A student’s guide to the 2016 candidates: Carly Fiorina

Since her much-lauded performance during the first Republican debate, presidential candidate Carly Fiorina has been climbing up the polls. Following the second Republican debate, which premiered Sept. 16, Fiorina now occupies third place with 11.8 percent of voters, according to Real Clear Politics. 

Fiorina’s main executive experience comes from her troublesome time as a CEO. Her campaign website said during her time as the first female executive of a Fortune 500 company, revenues increased at Hewlett-Packard Co. (HP) and the company grew to 11th biggest in the U.S. However, HP fired 30,000 employees under Fiorina as the company’s stock plunged, according to the Washington Post. 

Because of her record at HP, Fiorina was removed as CEO by the board of directors. Before running for president, Fiorina took board positions at several nonprofits, as well as director positions with Kellogg, Cisco, Merck and Taiwan Semiconductor, according to CBS News. However, she has not held another CEO position. 

Beyond her controversial business experience, Fiorina brings much-needed diversity to a Republican party that is primarily white and male. As reported by Pew Research, between 36 and 52 percent of women are democrats, while 43 percent of men are republicans. Fiorina is also the only female candidate other than Hillary Clinton, a democrat. 

Additionally, Fiorina can ride the wave of support for “non-establishment” candidates, which has also been cited as pushing up neurosurgeon Ben Carson and real-estate tycoon Donald Trump, according to a Washington Post article. 

Fiorina has also spoken out on social issues, including abortion. She has publically opposed Planned Parenthood after the organization’s recent videotape scandal, saying in an interview with CNN the video is “depraved,” condemning the “casual nature with which these people were talking about fetuses.”

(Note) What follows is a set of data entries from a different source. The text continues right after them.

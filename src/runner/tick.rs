//! Fixed-step Runner Game tick
//!
//! One tick per display frame: integrate the player, scroll obstacles and
//! skyline, score passes, spawn on the difficulty-tightened cadence, then
//! test collisions. The theme arrives as an argument because dark mode
//! changes the difficulty constants, not just the palette.

use rand::Rng;

use crate::palette::Theme;
use crate::tuning::{
    BACKGROUND_SCROLL_FACTOR, DIFFICULTY_STEP, POINTS_PER_STEP, jitter_range_ms, next_interval_ms,
    speed_increment,
};

use super::collision::player_hits_obstacle;
use super::state::{GameState, Obstacle, Phase};

/// Input snapshot for a single tick. One-shot flags are cleared by the
/// caller after each tick.
#[derive(Debug, Clone, Copy, Default)]
pub struct TickInput {
    /// Start a session (from Idle or GameOver)
    pub start: bool,
    /// Tear the session down to Idle
    pub reset: bool,
    /// Jump request (space / tap)
    pub jump: bool,
}

/// Advance the game by one frame at timestamp `now_ms`.
pub fn tick(state: &mut GameState, input: &TickInput, theme: Theme, now_ms: f64) {
    if input.reset {
        state.reset();
        return;
    }

    match state.phase {
        Phase::Idle | Phase::GameOver => {
            if input.start {
                state.start(now_ms);
            }
            return;
        }
        Phase::Running => {}
    }

    if input.jump {
        state.player.jump();
    }
    state.player.integrate(state.ground);

    // Scroll obstacles and score the ones whose trailing edge just
    // crossed the player. The passed flag guarantees exactly one
    // increment per can.
    let player_x = state.player.pos.x;
    let mut steps = 0u32;
    for obstacle in &mut state.obstacles {
        obstacle.x -= state.speed;
        if !obstacle.passed && obstacle.x + obstacle.width < player_x {
            obstacle.passed = true;
            state.score += 1;
            if state.score % POINTS_PER_STEP == 0 {
                steps += 1;
            }
        }
    }
    for _ in 0..steps {
        state.difficulty += DIFFICULTY_STEP;
        state.speed += speed_increment(theme);
        log::debug!(
            "difficulty {} speed {:.1} at score {}",
            state.difficulty,
            state.speed,
            state.score
        );
    }

    state.obstacles.retain(|o| !o.offscreen());

    // Spawn cadence: countdown since the last spawn, then re-randomize
    // the interval, tightened by difficulty and floored per theme
    if now_ms - state.last_spawn_ms > state.spawn_interval_ms {
        let obstacle = Obstacle::spawn(state.width, state.difficulty, theme, &mut state.rng);
        state.obstacles.push(obstacle);
        state.last_spawn_ms = now_ms;

        let range = jitter_range_ms(state.difficulty);
        let jitter = if range > 0.0 {
            state.rng.random_range(0.0..range)
        } else {
            0.0
        };
        state.spawn_interval_ms =
            next_interval_ms(state.spawn_interval_ms, state.difficulty, jitter, theme);
    }

    // Parallax skyline trails the world scroll
    let scroll = state.speed * BACKGROUND_SCROLL_FACTOR;
    state.skyline.advance(scroll, &mut state.rng);

    // Any collision ends the session immediately
    for obstacle in &state.obstacles {
        if player_hits_obstacle(&state.player, obstacle, state.ground) {
            state.phase = Phase::GameOver;
            log::info!("game over at score {}", state.score);
            break;
        }
    }
}

#[cfg(test)]
mod tests {
    use super::*;
    use crate::tuning::*;

    const W: f32 = 800.0;
    const H: f32 = 400.0;

    fn running_state(seed: u64) -> GameState {
        let mut state = GameState::new(W, H, seed);
        state.start(0.0);
        state
    }

    fn quiet() -> TickInput {
        TickInput::default()
    }

    /// Tick with spawning effectively disabled by keeping now_ms at 0
    fn tick_no_spawn(state: &mut GameState, input: &TickInput, theme: Theme) {
        tick(state, input, theme, 0.0);
    }

    #[test]
    fn test_idle_ignores_everything_but_start() {
        let mut state = GameState::new(W, H, 1);
        tick(&mut state, &quiet(), Theme::Light, 100.0);
        assert_eq!(state.phase, Phase::Idle);

        let start = TickInput {
            start: true,
            ..Default::default()
        };
        tick(&mut state, &start, Theme::Light, 200.0);
        assert_eq!(state.phase, Phase::Running);
    }

    #[test]
    fn test_reset_cancels_running_session() {
        let mut state = running_state(1);
        let reset = TickInput {
            reset: true,
            ..Default::default()
        };
        tick(&mut state, &reset, Theme::Light, 100.0);
        assert_eq!(state.phase, Phase::Idle);
    }

    #[test]
    fn test_game_over_to_running_on_start() {
        let mut state = running_state(1);
        state.phase = Phase::GameOver;
        state.score = 7;
        let start = TickInput {
            start: true,
            ..Default::default()
        };
        tick(&mut state, &start, Theme::Light, 9000.0);
        assert_eq!(state.phase, Phase::Running);
        assert_eq!(state.score, 0);
    }

    #[test]
    fn test_score_increments_exactly_once_per_obstacle() {
        let mut state = running_state(2);
        // One can just ahead of the player's trailing edge
        let mut can = Obstacle::spawn(W, 0.0, Theme::Light, &mut state.rng);
        can.x = state.player.pos.x + 10.0;
        // Keep the player clear of it vertically
        state.player.pos.y = 0.0;
        state.player.jumping = true;
        state.obstacles.push(can);

        let mut increments = 0;
        for _ in 0..40 {
            let before = state.score;
            state.player.pos.y = 0.0; // hold clear of the can
            state.player.vel_y = 0.0;
            tick_no_spawn(&mut state, &quiet(), Theme::Light);
            if state.score > before {
                increments += 1;
            }
        }
        assert_eq!(increments, 1);
        assert_eq!(state.score, 1);
    }

    #[test]
    fn test_collision_ends_session() {
        let mut state = running_state(3);
        // Park a can directly on the player
        let mut can = Obstacle::spawn(W, 0.0, Theme::Light, &mut state.rng);
        can.x = state.player.pos.x;
        can.height = 60.0;
        state.obstacles.push(can);

        tick_no_spawn(&mut state, &quiet(), Theme::Light);
        assert_eq!(state.phase, Phase::GameOver);
    }

    #[test]
    fn test_spawn_after_interval_elapses() {
        let mut state = running_state(4);
        assert!(state.obstacles.is_empty());

        // Before the interval: nothing
        tick(&mut state, &quiet(), Theme::Light, START_INTERVAL_MS - 1.0);
        assert!(state.obstacles.is_empty());

        // Past it: one can at the right edge
        tick(&mut state, &quiet(), Theme::Light, START_INTERVAL_MS + 1.0);
        assert_eq!(state.obstacles.len(), 1);
        assert!(state.obstacles[0].x <= W);
        assert!(state.obstacles[0].x > W - state.speed - 0.5);
    }

    #[test]
    fn test_interval_respects_theme_floor() {
        for theme in [Theme::Light, Theme::Dark] {
            let mut state = running_state(5);
            state.difficulty = 40.0; // extreme shrink, zero jitter range
            let mut now = 0.0;
            for _ in 0..50 {
                now += state.spawn_interval_ms + 1.0;
                tick(&mut state, &quiet(), theme, now);
                if state.phase != Phase::Running {
                    break;
                }
                assert!(state.spawn_interval_ms >= min_interval_ms(theme));
            }
        }
    }

    #[test]
    fn test_difficulty_steps_every_five_points() {
        let mut state = running_state(6);
        let base_speed = state.speed;

        // Feed 5 passed obstacles through, one at a time. Each can starts
        // with its hitbox already clear of the player's trailing edge, so
        // it passes without ever colliding.
        for i in 0..5 {
            let mut can = Obstacle::spawn(W, 0.0, Theme::Light, &mut state.rng);
            can.x = state.player.pos.x - can.width + OBSTACLE_HITBOX_INSET;
            state.obstacles.push(can);
            // Scroll until it passes
            while state.score == i {
                tick_no_spawn(&mut state, &quiet(), Theme::Light);
                assert_eq!(state.phase, Phase::Running);
            }
        }

        assert_eq!(state.score, 5);
        assert_eq!(state.difficulty, DIFFICULTY_STEP);
        assert_eq!(state.speed, base_speed + speed_increment(Theme::Light));
    }

    #[test]
    fn test_difficulty_and_speed_monotone() {
        let mut state = running_state(7);
        let mut last_difficulty = state.difficulty;
        let mut last_speed = state.speed;
        let jump = TickInput {
            jump: true,
            ..Default::default()
        };

        let mut now = 0.0;
        for _ in 0..2000 {
            now += 16.0;
            tick(&mut state, &jump, Theme::Dark, now);
            if state.phase != Phase::Running {
                break;
            }
            assert!(state.difficulty >= last_difficulty);
            assert!(state.speed >= last_speed);
            last_difficulty = state.difficulty;
            last_speed = state.speed;
        }
    }

    #[test]
    fn test_offscreen_obstacles_are_dropped() {
        let mut state = running_state(8);
        let mut can = Obstacle::spawn(W, 0.0, Theme::Light, &mut state.rng);
        can.x = -can.width - 1.0;
        can.passed = true;
        state.obstacles.push(can);

        tick_no_spawn(&mut state, &quiet(), Theme::Light);
        assert!(state.obstacles.is_empty());
    }
}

The Planned Parenthood video sparked widespread controversy over the organization’s sustained federal funding, which Fiorina supports cutting, according to an interview on the Hugh Hewitt Show.

On the issue of drug legalization, Fiorina has come out against legalizing recreational marijuana. In an interview with Yahoo, Fiorina said that she denied medical marijuana after her breast-cancer chemotherapy, though she is not opposed to medical marijuana. She has also said she views drug legalization as a states’ rights issue, according to The Hill. 

“I think what we’re doing when we legalize marijuana is that we’re sending a signal to young people that marijuana is just like beer,” Fiorina said during the Yahoo interview. “It’s not. If we want to treat marijuana as a medicine, then fine. Regulate it like a medicine.” 

Fiorina’s knowledge regarding drug addiction stems from her stepdaughter, who died from a drug overdose after complications involving prescription medication and an eating disorder. During the Sept. 16 Republican debate, Fiorina said she approves of drug intervention and criminal justice reform as appropriate methods to curb drug addiction. 

“This is something that hits really close to home to me, and when we incarcerate people for abuse of drugs, we are not helping them,” she said during an interview with Fox & Friends. “We do have to have a different approach to addictions of all kinds.”

On President Barack Obama’s health care law, otherwise known as The Affordable Care Act, Fiorina supports the individual mandate, which requires every American to have health insurance. She also supports protections for people with pre-existing conditions. However, as a whole, Fiorina still disagrees with The Affordable Care Act and prefers a typical Republican solution of “subsidized high-risk pools,” as reported by CNN.

Overall, Fiorina runs on a campaign against what she calls “identity politics … lowered expectations … (and) the political class,” according to her official campaign website.   

“It’s time for us to empower our citizens, to give them a voice in our government — to come together to fix what’s been broken in our politics and our government for too long. We can do this, together,” she said in a campaign video on her website.